EXERCISE DESCRIPTION: The answer must be every line from the entries below that includes "feature".

DATA UNDER STUDY:
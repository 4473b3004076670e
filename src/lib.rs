//! Facade crate for the routewise route optimization engine.
//!
//! This crate re-exports the core domain types and exposes the HTTP
//! geocoding and routing adapters behind the `http` feature flag.

#![forbid(unsafe_code)]

pub use routewise_core::{
    Address, AddressError, AddressResolver, DirectionsProvider, DistanceMatrix,
    DistanceMatrixError, DistanceMatrixProvider, GeocodeError, Geocoder, GeocodingPolicy,
    MIN_ADDRESSES, Optimize, OptimizeError, OptimizeRequest, OptimizedRoute, OptimizerConfig,
    RequestValidationError, Route, RouteGeometry, RouteOptimizer, RouteSummary, RoutingError,
    Stop, StopRole, format_distance, nearest_neighbour,
};

#[cfg(feature = "http")]
pub use routewise_data::{
    DEFAULT_USER_AGENT, ProviderBuildError,
    geocoding::{NominatimConfig, NominatimGeocoder},
    routing::{OrsConfig, OrsRoutingProvider},
};

#[cfg(feature = "test-support")]
pub use routewise_core::test_support;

EXERCISE RESPONSE:
//! geocoding and routing adapters behind the `http` feature flag.
#[cfg(feature = "http")]
#[cfg(feature = "test-support")]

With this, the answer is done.